▸ **EXERCISE**: Please retype every entry below, keeping it exactly the same.
── DATASET RECORDS
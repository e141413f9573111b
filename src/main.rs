mod cli;
mod commands;
mod config;
mod paths;
mod progress;
mod ui;

use anyhow::Result;
use clap::{CommandFactory, Parser};
use clap_complete::generate;
use cli::{Cli, Command};
use std::io;
use wpcli::Settings;

/// Global context for the application
pub struct Context {
    pub verbose: u8,
    pub quiet: bool,
    pub settings: Settings,
}

fn main() -> Result<()> {
    let cli = Cli::parse();

    // Initialize logging based on verbosity
    let log_level = match cli.verbose {
        0 => log::LevelFilter::Warn,
        1 => log::LevelFilter::Info,
        2 => log::LevelFilter::Debug,
        _ => log::LevelFilter::Trace,
    };

    env_logger::Builder::new()
        .filter_level(if cli.quiet {
            log::LevelFilter::Error
        } else {
            log_level
        })
        .format_timestamp(None)
        .init();

    if let Command::Completions { shell } = cli.command {
        let mut cmd = Cli::command();
        generate(shell, &mut cmd, "wpdash", &mut io::stdout());
        return Ok(());
    }

    let file = config::FileConfig::load()?;
    let settings = config::resolve(
        file,
        config::Overrides {
            tool: cli.tool,
            root: cli.root,
            jobs: cli.jobs,
        },
    );
    log::debug!("Effective settings: {settings:?}");

    let ctx = Context {
        verbose: cli.verbose,
        quiet: cli.quiet,
        settings,
    };

    match cli.command {
        Command::Status { json } => commands::status::run(&ctx, json),
        Command::Db(cmd) => commands::db::run(&ctx, cmd),
        Command::Config(cmd) => commands::config::run(&ctx, cmd),
        Command::Paths => commands::show_paths(&ctx),
        Command::Completions { .. } => Ok(()),
    }
}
────
▸ **WRITTEN SOLUTION**:
repository e141413f9573111b
filename src/main.rs
mod cli;
mod commands;
mod config;
mod paths;
mod progress;
mod ui;

use anyhow::Result;
use clap::{CommandFactory, Parser};
use clap_complete::generate;
use cli::{Cli, Command};
use std::io;
use wpcli::Settings;

/// Global context for the application
pub struct Context {
    pub verbose: u8,
    pub quiet: bool,
    pub settings: Settings,
}

fn main() -> Result<()> {
    let cli = Cli::parse();

    // Initialize logging based on verbosity
    let log_level = match cli.verbose {
        0 => log::LevelFilter::Warn,
        1 => log::LevelFilter::Info,
        2 => log::LevelFilter::Debug,
        _ => log::LevelFilter::Trace,
    };

    env_logger::Builder::new()
        .filter_level(if cli.quiet {
            log::LevelFilter::Error
        } else {
            log_level
        })
        .format_timestamp(None)
        .init();

    if let Command::Completions { shell } = cli.command {
        let mut cmd = Cli::command();
        generate(shell, &mut cmd, "wpdash", &mut io::stdout());
        return Ok(());
    }

    let file = config::FileConfig::load()?;
    let settings = config::resolve(
        file,
        config::Overrides {
            tool: cli.tool,
            root: cli.root,
            jobs: cli.jobs,
        },
    );
    log::debug!("Effective settings: {settings:?}");

    let ctx = Context {
        verbose: cli.verbose,
        quiet: cli.quiet,
        settings,
    };

    match cli.command {
        Command::Status { json } => commands::status::run(&ctx, json),
        Command::Db(cmd) => commands::db::run(&ctx, cmd),
        Command::Config(cmd) => commands::config::run(&ctx, cmd),
        Command::Paths => commands::show_paths(&ctx),
        Command::Completions { .. } => Ok(()),
    }
}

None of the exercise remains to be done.